COLORADO SPRINGS, CO, USA U.S. Army SPC, HHC, 3D BATTALION, 8TH CAVALRY, FORT HOOD, TX BALAD, IRAQ 09/05/2007
19 year-old SPC Dane Balcon of Colorado Springs, Colo.; assigned to the 1st Squadron, 7th Cavalry Regiment, 3rd Brigade Combat Team, 1st Cavalry Division, Fort Hood, Texas; died Sept. 5, 2007 in Balad, Iraq, of wounds sustained from an improvised explosive device.
Dane R. Balcon was the type of student who paid attention to every detail of his uniform, and everyone else’s, to the point that he could distinguish whether they used starch. Becoming a soldier was something he seemed destined to do. Balcon could often be seen with his drumsticks, playing along to his own imaginary drum line. Though some teachers confiscated his sticks, he always charmed them into giving them back. Assistant Principal David Morgan recalled what Balcon told him after graduation. You all will be reading about me in the paper one day, Morgan said Balcon told him. And it’s going to be for something good.
Friend Jamar Harrison said Balcon joined the school’s drumline in his senior year, even though he couldn’t read music sheets very well. Harrison, who plays on the line, said the six-member team became a close-knit family in the single year that Balcon was there.
“We knew we wanted him on the drumline because we knew how positive he was and how enthusiastic he was,” said Harrison, a senior at Sand Creek. “He didn’t make anyone seem like an outsider. He liked to crack jokes, and if anyone was in a bad mood, he’d crack more jokes. He was just a person that brought a smile to your face.”
Harrison said he remembers sitting around between performances during basketball games, chatting about anything, from television shows to music on each other’s iPods.
“We were always swapping each other’s earphones,” he said. “We weren’t supposed to have them at games, but somehow me and Dane would have ours.”

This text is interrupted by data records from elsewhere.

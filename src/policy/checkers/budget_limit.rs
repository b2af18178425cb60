//! Budget-limit checker: compares recorded spend in the rule's scope and
//! window against the configured ceiling, warning at 80% utilization.

use super::CheckContext;
use crate::policy::domain::{
    BudgetLimitRule, BudgetScope, BudgetWindow, CheckOutcome, CheckerFault, Policy, Violation,
    Warning,
};
use crate::policy::ports::ActivityScope;
use crate::task::domain::Task;
use chrono::{DateTime, Duration, Utc};

pub(super) async fn check(
    policy: &Policy,
    rule: &BudgetLimitRule,
    task: &Task,
    ctx: &CheckContext<'_>,
) -> Result<CheckOutcome, CheckerFault> {
    let scope = match rule.scope {
        BudgetScope::Campaign => ActivityScope::Campaign(task.campaign_id()),
        BudgetScope::Product => match ctx.product {
            Some(product) => ActivityScope::Product(product.id()),
            // Product-scoped budgets cannot bind a campaign with no product.
            None => return Ok(CheckOutcome::pass()),
        },
        BudgetScope::Organization => ActivityScope::Organization(ctx.organization_id),
    };

    let since = window_cutoff(rule.window, ctx.now);
    let spend = ctx
        .activity
        .spend_cents(scope, since)
        .await
        .map_err(|error| CheckerFault::new(policy.id(), error.to_string()))?;

    if spend >= rule.max_spend_cents {
        return Ok(CheckOutcome::fail(Violation::new(
            policy,
            format!(
                "budget exhausted: {spend} of {} cents spent in the {} window",
                rule.max_spend_cents,
                rule.window.as_str()
            ),
            details(spend, rule),
            ctx.now,
        )));
    }
    // Warn from 80% utilization, computed without floating point.
    if spend * 5 >= rule.max_spend_cents * 4 {
        return Ok(CheckOutcome::pass_with_warning(Warning::new(
            policy,
            format!(
                "budget nearly exhausted: {spend} of {} cents spent in the {} window",
                rule.max_spend_cents,
                rule.window.as_str()
            ),
            details(spend, rule),
            ctx.now,
        )));
    }
    Ok(CheckOutcome::pass())
}

fn details(spend: i64, rule: &BudgetLimitRule) -> serde_json::Value {
    serde_json::json!({
        "spendCents": spend,
        "maxSpendCents": rule.max_spend_cents,
        "window": rule.window.as_str(),
        "scope": rule.scope.as_str(),
    })
}

/// Rolling windows cut off at a fixed duration before now; campaign and
/// lifetime budgets count all recorded spend.
fn window_cutoff(window: BudgetWindow, now: DateTime<Utc>) -> Option<DateTime<Utc>> {
    match window {
        BudgetWindow::Day => Some(now - Duration::days(1)),
        BudgetWindow::Week => Some(now - Duration::days(7)),
        BudgetWindow::Month => Some(now - Duration::days(30)),
        BudgetWindow::Campaign | BudgetWindow::Lifetime => None,
    }
}
//! Bootstrap sequencer.
//!
//! Orders the page start-up: the module must be initialized before its
//! entry runs, the entry renders the editor's container, and the editor
//! environment must be installed before the editor is constructed. Stage
//! changes go through [`advance`], a pure transition function, so the
//! ordering is checked rather than assumed.

mod context;

pub use context::ShellContext;

use std::rc::Rc;

use crate::adapter::EditorAdapter;
use crate::config::ShellSettings;
use crate::environment::{EditorEnvironment, MemoryObjectUrls, ObjectUrls};
use crate::error::BootstrapError;
use crate::keybridge::install_escape_bridge;
use crate::module::{BinaryModule, ModuleLoader};
use crate::widget::WidgetLoader;

/// Where the page is in its start-up.
#[derive(Debug, Clone, Copy, PartialEq, Eq, PartialOrd, Ord, Hash, Default)]
pub enum BootStage {
    #[default]
    Unstarted,
    ModuleLoading,
    ModuleReady,
    EntryInvoked,
    EditorLoading,
    EditorReady,
}

/// Things that move the page forward.
#[derive(Debug, Clone, Copy, PartialEq, Eq, Hash)]
pub enum BootEvent {
    ModuleRequested,
    ModuleInitialized,
    EntryReturned,
    EditorRequested,
    EditorConstructed,
}

/// The single legal successor of `stage` under `event`.
///
/// # Errors
/// [`BootstrapError::InvalidTransition`] for any other pairing; stages
/// never move backward.
pub fn advance(stage: BootStage, event: BootEvent) -> Result<BootStage, BootstrapError> {
    match (stage, event) {
        (BootStage::Unstarted, BootEvent::ModuleRequested) => Ok(BootStage::ModuleLoading),
        (BootStage::ModuleLoading, BootEvent::ModuleInitialized) => Ok(BootStage::ModuleReady),
        (BootStage::ModuleReady, BootEvent::EntryReturned) => Ok(BootStage::EntryInvoked),
        (BootStage::EntryInvoked, BootEvent::EditorRequested) => Ok(BootStage::EditorLoading),
        (BootStage::EditorLoading, BootEvent::EditorConstructed) => Ok(BootStage::EditorReady),
        (stage, event) => Err(BootstrapError::InvalidTransition { stage, event }),
    }
}

/// Drives one page from `Unstarted` to `EditorReady`.
pub struct Sequencer<M, W> {
    shell: Rc<ShellContext>,
    settings: ShellSettings,
    modules: M,
    widgets: W,
    object_urls: Rc<dyn ObjectUrls>,
}

impl<M, W> Sequencer<M, W>
where
    M: ModuleLoader,
    W: WidgetLoader,
{
    pub fn new(shell: Rc<ShellContext>, modules: M, widgets: W) -> Self {
        Self {
            shell,
            settings: ShellSettings::default(),
            modules,
            widgets,
            object_urls: Rc::new(MemoryObjectUrls::default()),
        }
    }

    pub fn with_settings(mut self, settings: ShellSettings) -> Self {
        self.settings = settings;
        self
    }

    /// Registry used to turn the worker proxy script into a URL.
    pub fn with_object_urls(mut self, urls: Rc<dyn ObjectUrls>) -> Self {
        self.object_urls = urls;
        self
    }

    pub fn shell(&self) -> &Rc<ShellContext> {
        &self.shell
    }

    pub const fn widgets(&self) -> &W {
        &self.widgets
    }

    /// Run the whole start-up and return an adapter whose calls are safe.
    ///
    /// On failure the stage stays where the failing step began.
    ///
    /// # Errors
    /// Module, entry, environment and construction failures, or
    /// [`BootstrapError::AlreadyStarted`] if this shell was booted before.
    pub async fn run(&self) -> Result<EditorAdapter, BootstrapError> {
        let _total = crate::perf::scope("bootstrap.total");
        if self.shell.stage() != BootStage::Unstarted {
            return Err(BootstrapError::AlreadyStarted(self.shell.stage()));
        }

        self.step(BootEvent::ModuleRequested)?;
        let module = {
            let _scope = crate::perf::scope("bootstrap.module_init");
            self.modules
                .load(&self.settings.module_path)
                .await
                .inspect_err(|err| {
                    tracing::error!(
                        path = %self.settings.module_path.display(),
                        %err,
                        "module initialization failed"
                    );
                })?
        };
        self.step(BootEvent::ModuleInitialized)?;

        {
            let _scope = crate::perf::scope("bootstrap.entry");
            crate::page::install(&self.shell);
            module.run_entry(&self.shell).inspect_err(|err| {
                tracing::error!(entry = module.entry_name(), %err, "entry operation failed");
            })?;
        }
        self.step(BootEvent::EntryReturned)?;

        let env = EditorEnvironment::install(&self.settings.assets, &*self.object_urls)?;
        let env = self.shell.install_environment(env);
        self.step(BootEvent::EditorRequested)?;

        let widget = {
            let _scope = crate::perf::scope("bootstrap.editor_construct");
            self.widgets
                .create(&self.settings.container, &self.settings.options, env)
                .await
                .inspect_err(|err| tracing::error!(%err, "editor construction failed"))?
        };
        install_escape_bridge(&*widget, self.shell.keys(), &self.settings.container)?;
        if self.shell.editor_slot().fill(widget).is_err() {
            tracing::warn!("editor slot was already filled; keeping the first editor");
        }
        self.step(BootEvent::EditorConstructed)?;

        Ok(self.shell.adapter())
    }

    fn step(&self, event: BootEvent) -> Result<(), BootstrapError> {
        let from = self.shell.stage();
        let to = advance(from, event)?;
        self.shell.set_stage(to);
        tracing::info!(?from, ?to, "bootstrap stage");
        crate::perf::log_event("bootstrap.stage", format!("{from:?} -> {to:?}"));
        Ok(())
    }
}

impl<M, W> std::fmt::Debug for Sequencer<M, W> {
    fn fmt(&self, f: &mut std::fmt::Formatter<'_>) -> std::fmt::Result {
        f.debug_struct("Sequencer")
            .field("stage", &self.shell.stage())
            .field("settings", &self.settings)
            .finish_non_exhaustive()
    }
}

An announcement about Balcon’s death was made to the students at the school Thursday, followed by a moment of silence. Harrison said the mood in the halls was somber and reflective, and students and staff were trying to uplift each other.
“You could tell everyone had respect for him, whether or not they knew him,” he said. “People could tell that it was very honorable, what he did.”
“It’s been very hard for the staff and students who knew him,” Morgan said. “He was so well-liked.”
Balcon was 3 when he told his mother he wanted to be a soldier. Sixteen years later, he tattooed that word on an arm before going to Iraq. He called his mother and told her he was upset because his trip to Iraq would be delayed another month. He was devastated, Sizer said. He said, ‘I’m not going to get to serve my country.’
He is survived by his mother, Carla Sizer, and his father, John Balcon.